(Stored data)
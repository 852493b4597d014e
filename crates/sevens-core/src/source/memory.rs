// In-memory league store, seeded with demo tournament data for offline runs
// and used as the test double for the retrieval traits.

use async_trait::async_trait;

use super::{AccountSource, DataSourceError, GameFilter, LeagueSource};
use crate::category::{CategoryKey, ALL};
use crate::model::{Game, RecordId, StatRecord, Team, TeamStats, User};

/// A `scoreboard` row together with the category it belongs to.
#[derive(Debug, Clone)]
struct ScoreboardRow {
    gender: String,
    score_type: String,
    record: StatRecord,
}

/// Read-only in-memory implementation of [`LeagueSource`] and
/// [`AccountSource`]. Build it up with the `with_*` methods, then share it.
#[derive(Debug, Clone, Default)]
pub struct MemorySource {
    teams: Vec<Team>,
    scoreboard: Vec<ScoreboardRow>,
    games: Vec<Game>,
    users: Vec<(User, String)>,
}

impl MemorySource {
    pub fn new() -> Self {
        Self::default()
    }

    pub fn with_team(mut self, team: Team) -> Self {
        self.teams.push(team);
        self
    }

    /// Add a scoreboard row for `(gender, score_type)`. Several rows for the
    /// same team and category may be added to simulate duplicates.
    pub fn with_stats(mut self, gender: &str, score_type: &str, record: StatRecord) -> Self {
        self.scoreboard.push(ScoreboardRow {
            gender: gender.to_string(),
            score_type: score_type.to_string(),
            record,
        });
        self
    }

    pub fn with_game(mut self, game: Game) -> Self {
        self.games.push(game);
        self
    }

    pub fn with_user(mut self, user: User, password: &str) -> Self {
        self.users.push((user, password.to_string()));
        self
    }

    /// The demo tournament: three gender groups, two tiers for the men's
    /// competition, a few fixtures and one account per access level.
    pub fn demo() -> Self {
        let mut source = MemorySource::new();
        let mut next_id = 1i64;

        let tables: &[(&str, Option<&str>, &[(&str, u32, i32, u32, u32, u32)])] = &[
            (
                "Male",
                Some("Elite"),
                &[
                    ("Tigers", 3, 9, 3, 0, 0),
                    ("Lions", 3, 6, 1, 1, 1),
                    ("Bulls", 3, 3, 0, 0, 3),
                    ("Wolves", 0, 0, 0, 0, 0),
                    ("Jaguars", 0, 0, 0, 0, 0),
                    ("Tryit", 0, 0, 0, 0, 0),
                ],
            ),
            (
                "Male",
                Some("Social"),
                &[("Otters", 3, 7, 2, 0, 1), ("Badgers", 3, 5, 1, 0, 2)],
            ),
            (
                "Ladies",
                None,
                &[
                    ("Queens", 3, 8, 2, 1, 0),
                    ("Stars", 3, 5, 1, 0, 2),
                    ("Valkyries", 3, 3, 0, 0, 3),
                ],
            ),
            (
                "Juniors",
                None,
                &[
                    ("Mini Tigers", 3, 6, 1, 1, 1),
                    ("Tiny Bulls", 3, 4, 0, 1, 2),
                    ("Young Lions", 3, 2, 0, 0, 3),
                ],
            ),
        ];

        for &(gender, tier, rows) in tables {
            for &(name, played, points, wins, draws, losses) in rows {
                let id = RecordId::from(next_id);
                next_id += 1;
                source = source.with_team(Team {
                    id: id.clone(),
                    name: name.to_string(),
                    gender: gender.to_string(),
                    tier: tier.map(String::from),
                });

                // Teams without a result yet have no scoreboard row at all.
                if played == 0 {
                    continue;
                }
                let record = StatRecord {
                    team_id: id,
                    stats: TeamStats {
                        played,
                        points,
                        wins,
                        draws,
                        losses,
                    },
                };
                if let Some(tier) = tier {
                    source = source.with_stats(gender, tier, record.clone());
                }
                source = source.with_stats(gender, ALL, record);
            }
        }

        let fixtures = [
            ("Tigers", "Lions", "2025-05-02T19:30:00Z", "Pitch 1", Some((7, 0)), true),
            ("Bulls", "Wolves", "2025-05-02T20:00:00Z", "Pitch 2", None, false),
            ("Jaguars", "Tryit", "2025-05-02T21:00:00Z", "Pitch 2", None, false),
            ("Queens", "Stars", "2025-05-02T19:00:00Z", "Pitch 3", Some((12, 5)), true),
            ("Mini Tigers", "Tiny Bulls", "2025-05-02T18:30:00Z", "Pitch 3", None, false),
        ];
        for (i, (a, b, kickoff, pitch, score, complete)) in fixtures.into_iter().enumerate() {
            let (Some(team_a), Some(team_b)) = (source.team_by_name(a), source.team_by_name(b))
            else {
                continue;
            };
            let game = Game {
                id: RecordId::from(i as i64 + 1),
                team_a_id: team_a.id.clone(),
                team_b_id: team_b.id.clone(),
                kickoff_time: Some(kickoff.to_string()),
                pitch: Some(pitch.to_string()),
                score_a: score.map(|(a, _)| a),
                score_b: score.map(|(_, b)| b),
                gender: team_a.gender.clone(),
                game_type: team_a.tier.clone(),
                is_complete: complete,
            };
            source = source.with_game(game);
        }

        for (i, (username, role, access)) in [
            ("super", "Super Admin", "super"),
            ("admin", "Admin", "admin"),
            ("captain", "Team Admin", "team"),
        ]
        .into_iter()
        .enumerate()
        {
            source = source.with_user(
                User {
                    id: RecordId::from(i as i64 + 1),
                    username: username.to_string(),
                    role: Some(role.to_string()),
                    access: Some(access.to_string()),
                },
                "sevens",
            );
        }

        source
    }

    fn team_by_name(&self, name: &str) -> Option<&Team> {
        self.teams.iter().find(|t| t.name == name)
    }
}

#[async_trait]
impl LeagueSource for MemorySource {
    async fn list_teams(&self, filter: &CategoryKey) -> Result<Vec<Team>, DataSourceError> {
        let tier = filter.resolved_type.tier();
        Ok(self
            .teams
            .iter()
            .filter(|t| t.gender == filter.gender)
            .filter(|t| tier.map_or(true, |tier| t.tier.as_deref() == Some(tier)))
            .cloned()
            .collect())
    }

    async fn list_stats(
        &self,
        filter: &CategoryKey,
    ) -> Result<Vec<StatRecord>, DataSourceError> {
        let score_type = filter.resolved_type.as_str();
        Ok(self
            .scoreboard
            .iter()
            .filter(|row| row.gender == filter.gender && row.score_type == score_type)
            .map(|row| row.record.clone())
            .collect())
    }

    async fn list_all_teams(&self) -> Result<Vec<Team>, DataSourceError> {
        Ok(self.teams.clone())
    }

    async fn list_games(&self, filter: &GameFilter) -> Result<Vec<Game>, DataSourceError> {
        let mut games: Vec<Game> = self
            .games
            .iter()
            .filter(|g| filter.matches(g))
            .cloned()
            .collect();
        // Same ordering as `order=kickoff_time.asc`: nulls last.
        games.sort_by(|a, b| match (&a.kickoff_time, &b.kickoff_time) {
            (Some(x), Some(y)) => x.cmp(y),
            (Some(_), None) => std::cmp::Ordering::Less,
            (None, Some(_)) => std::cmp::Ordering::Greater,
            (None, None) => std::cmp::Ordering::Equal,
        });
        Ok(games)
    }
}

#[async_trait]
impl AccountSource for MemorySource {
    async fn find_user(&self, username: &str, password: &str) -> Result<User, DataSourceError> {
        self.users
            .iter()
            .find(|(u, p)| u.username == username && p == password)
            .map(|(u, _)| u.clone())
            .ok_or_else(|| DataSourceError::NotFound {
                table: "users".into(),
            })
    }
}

__THE TASK__.
In the data above, copy every line where the string "ScoreboardRow" appears.

__WRITTEN ANSWER__.
struct ScoreboardRow {
    scoreboard: Vec<ScoreboardRow>,
        self.scoreboard.push(ScoreboardRow {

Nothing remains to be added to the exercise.